帰命とは、自分自身の命に帰服、帰還、帰結する行ですが、要するに一心不乱に身命に集中すること。そのとき、無量の寿(ことぶき)が体得されます。この状態を親鸞は、「帰命無量寿如来」と表現されています。すなわち、帰命すれば無量の寿の如きが来る、と説いておられるのです。でも、帰命という意味を理解しただけでは、無量寿を得ることはできません。帰命と言う行動をとらないと、実感を味わうことはできないのです。「教」という学科に従い、「行」という実技によって「証」が現れ、そのとき疑念が晴れて「信」が確定します。

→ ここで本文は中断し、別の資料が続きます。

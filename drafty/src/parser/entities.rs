//! Auto-detected entities: links, mentions and hashtags.
//!
//! Detection runs on text that has already been stripped of markup. Matches
//! are taken left-most first, longer first on a tie, and a match overlapping
//! one already taken is ignored. The same matched text always maps to one
//! entity, so a link repeated twice is stored once and anchored twice.

use crate::grapheme::GraphemeIndex;
use crate::model::{Entity, Span};
use once_cell::sync::Lazy;
use regex::Regex;
use std::collections::HashMap;
use tracing::trace;

static LINK: Lazy<Regex> = Lazy::new(|| {
    Regex::new(
        r"(?i)\b(https?://)?(?:www\.)?(?:[a-z0-9](?:[-a-z0-9]*[a-z0-9])?\.){1,5}[a-z]{2,6}(?:[/?#:][-a-z0-9@:%_+.~#?&/=]*)?",
    )
    .expect("link regex should compile")
});

static MENTION: Lazy<Regex> =
    Lazy::new(|| Regex::new(r"\B@(\w\w+)").expect("mention regex should compile"));

// The tag itself is group 1; the leading separator is consumed but not part of
// the entity.
static HASHTAG: Lazy<Regex> = Lazy::new(|| {
    Regex::new(r"(?:^|[\s,.!])(#(\w\w+))").expect("hashtag regex should compile")
});

#[derive(Debug)]
struct Found<'t> {
    start: usize,
    end: usize,
    text: &'t str,
    entity: Entity,
}

fn links(text: &str) -> impl Iterator<Item = Found<'_>> {
    LINK.captures_iter(text).filter_map(|caps| {
        let m = caps.get(0)?;
        let url = if caps.get(1).is_some() {
            m.as_str().to_string()
        } else {
            format!("http://{}", m.as_str())
        };
        if url::Url::parse(&url).is_err() {
            trace!(%url, "ignoring link candidate that is not a valid URL");
            return None;
        }
        Some(Found {
            start: m.start(),
            end: m.end(),
            text: m.as_str(),
            entity: Entity::link(url),
        })
    })
}

fn mentions(text: &str) -> impl Iterator<Item = Found<'_>> {
    MENTION.captures_iter(text).filter_map(|caps| {
        let m = caps.get(0)?;
        Some(Found {
            start: m.start(),
            end: m.end(),
            text: m.as_str(),
            entity: Entity::mention(caps.get(1)?.as_str()),
        })
    })
}

fn hashtags(text: &str) -> impl Iterator<Item = Found<'_>> {
    HASHTAG.captures_iter(text).filter_map(|caps| {
        let m = caps.get(1)?;
        Some(Found {
            start: m.start(),
            end: m.end(),
            text: m.as_str(),
            entity: Entity::hashtag(caps.get(2)?.as_str()),
        })
    })
}

/// Find entities in `text`. Returns anchor spans (cluster offsets into
/// `text`) and the entities they reference, in left-to-right order.
pub fn extract(text: &str) -> (Vec<Span>, Vec<Entity>) {
    let mut found: Vec<Found<'_>> = links(text)
        .chain(mentions(text))
        .chain(hashtags(text))
        .collect();
    if found.is_empty() {
        return (Vec::new(), Vec::new());
    }
    found.sort_by(|a, b| a.start.cmp(&b.start).then(b.end.cmp(&a.end)));

    let index = GraphemeIndex::new(text);
    let mut spans = Vec::new();
    let mut entities = Vec::new();
    let mut by_text: HashMap<&str, usize> = HashMap::new();
    let mut taken_until = 0;

    for item in found {
        if item.start < taken_until {
            continue;
        }
        taken_until = item.end;

        let key = *by_text.entry(item.text).or_insert_with(|| {
            entities.push(item.entity);
            entities.len() - 1
        });
        let start = index.cluster_at(item.start);
        let end = index.cluster_end(item.end);
        spans.push(Span::anchor(start, end - start, key));
    }
    (spans, entities)
}

#[cfg(test)]
mod tests {
    use super::*;
    use crate::value::Value;

    fn urls(entities: &[Entity]) -> Vec<&str> {
        entities
            .iter()
            .filter_map(|e| e.get("url").and_then(Value::as_str))
            .collect()
    }

    #[test]
    fn mentions_and_hashtags() {
        let (spans, entities) = extract("this is a @mention and a #hashtag in a string");
        assert_eq!(spans, vec![Span::anchor(10, 8, 0), Span::anchor(25, 8, 1)]);
        assert_eq!(
            entities,
            vec![Entity::mention("mention"), Entity::hashtag("hashtag")]
        );
    }

    #[test]
    fn links_with_and_without_scheme() {
        let (spans, entities) = extract("see https://tinode.co/about or www.example.com");
        assert_eq!(urls(&entities), vec!["https://tinode.co/about", "http://www.example.com"]);
        assert_eq!(spans, vec![Span::anchor(4, 23, 0), Span::anchor(31, 15, 1)]);
    }

    #[test]
    fn repeated_text_shares_entity() {
        let (spans, entities) = extract("@bob and @bob");
        assert_eq!(spans, vec![Span::anchor(0, 4, 0), Span::anchor(9, 4, 0)]);
        assert_eq!(entities.len(), 1);
    }

    #[test]
    fn short_tokens_are_ignored() {
        let (spans, _) = extract("@a #b x@yy");
        assert!(spans.is_empty());
    }

    #[test]
    fn hashtag_needs_separator() {
        let (_, entities) = extract("issue#42 but #42a, #ok");
        assert_eq!(
            entities,
            vec![Entity::hashtag("42a"), Entity::hashtag("ok")]
        );
    }

    #[test]
    fn offsets_are_clusters() {
        let (spans, _) = extract("🇺🇦 @друг");
        assert_eq!(spans, vec![Span::anchor(2, 5, 0)]);
    }
}
//! Rich-text message bodies
//!
//!     Drafty is the document model of a messaging platform: the text of a message plus
//!     a flat list of styled ranges and a list of out-of-line entities (links, mentions,
//!     hashtags, images, files). It is plain-text first: a message without formatting is
//!     just its text, and every formatted message still has readable text.
//!
//!     TLDR: For users of the crate:
//!         - Build documents with [`parse`] from typed markup, or from the wire with [`Document::deserialize`]
//!         - Render them with a [`Formatter`], or pick an output by name through [`FormatRegistry`]
//!         - Derive previews and reply snippets with the functions in [`transforms`]
//!         - Documents are values: nothing mutates them, every operation returns a new one
//!
//! Architecture
//!
//!     All offsets count extended grapheme clusters, so an emoji built from several code
//!     points is one unit and no operation ever splits one (see ./grapheme.rs).
//!
//!     The file structure :
//!     .
//!     ├── error.rs
//!     ├── grapheme.rs             # Cluster-based length and slicing
//!     ├── value.rs                # JSON-like entity data
//!     ├── model                   # Document, Span, Entity, wire codec, builders
//!     ├── parser                  # Markup and auto-entity detection
//!     ├── common                  # Span tree: flat to nested and back
//!     ├── formatter.rs            # Formatter trait and tree walk
//!     ├── format.rs               # Format trait definition
//!     ├── registry.rs             # FormatRegistry for discovery and selection
//!     ├── formats
//!     │   ├── markup.rs           # Typed markup input
//!     │   ├── json.rs             # Wire JSON in and out
//!     │   ├── markdown            # Markdown-like output
//!     │   └── plain.rs            # Plain text output
//!     ├── transforms              # shorten, preview, reply, forward
//!     └── lib.rs
//!
//!     This is a pure lib: it powers the drafty cli but no code here assumes a shell,
//!     prints, or reads the environment.
//!
//! Core Algorithms
//!
//!     A document stores its structure flat, which is compact on the wire but awkward to
//!     render or edit. Everything that needs structure rebuilds the nesting from the spans
//!     (./common/flat_to_nested.rs), works on that tree, and flattens the result back
//!     (./common/nested_to_flat.rs). Rendering walks the tree bottom up through the
//!     [`Formatter`] trait; transforms rewrite it top down through
//!     [`common::Transformer`].
//!
//!     Malformed input is never an error. Spans out of bounds, pointing at missing
//!     entities, or partially overlapping an earlier span are dropped when the tree is
//!     built; the first span encountered wins.
//!
//! Formats
//!
//!     Input and output formats implement the [`Format`] trait and are listed in a
//!     [`FormatRegistry`]: `markup` (typed text, parse only), `json` (the wire form),
//!     `markdown` and `plain` (serialize only).

pub mod common;
pub mod error;
pub mod format;
pub mod formats;
pub mod formatter;
pub mod grapheme;
pub mod model;
pub mod parser;
pub mod registry;
pub mod transforms;
pub mod value;

pub use error::{DraftyError, FormatError};
pub use format::Format;
pub use formatter::{format, to_plain_text, Formatter, NodeContext, PlainTextFormatter};
pub use model::{
    AudioSpec, ButtonAction, ButtonSpec, Document, Entity, FileSpec, ImageSpec, Span, SpanKind,
    VideoSpec, FORWARD_MARKER, JSON_MIME_TYPE, MIME_TYPE,
};
pub use parser::parse;
pub use registry::FormatRegistry;
pub use transforms::{forwarded_content, preview, reply_content, shorten, to_markdown};
pub use value::{EntityData, Value};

病弱を憂い、無才を嘆き、容姿に不満を持ち、苦悩の要因が、ままならない肉体との認識なら、よもや、その不尊な身に帰命することは信じ難く行い難い行動です。窮地に追い込まれた状況ならともかく、健常者ならなおさら無理かも知れません。これを納得するためには、入門編にある自分とは何か?命とはなにか?「自我」と「無我」との分別が必要です。
無量とは無限。尽きることのない数量。寿とは、喜び、快楽、安楽。如来とは、ごとく、何々のようだ。自分の体内に得られる寿が、彼の国(浄土)から来受する、という親鸞の実体験が述べられています。また、天親菩薩は、「帰命尽十方無碍光如来」と残されています。帰命すれば、東西南北、前後上下左右、すなわち十方すべての方向から障害なく光のように得られる、と説かれているのです。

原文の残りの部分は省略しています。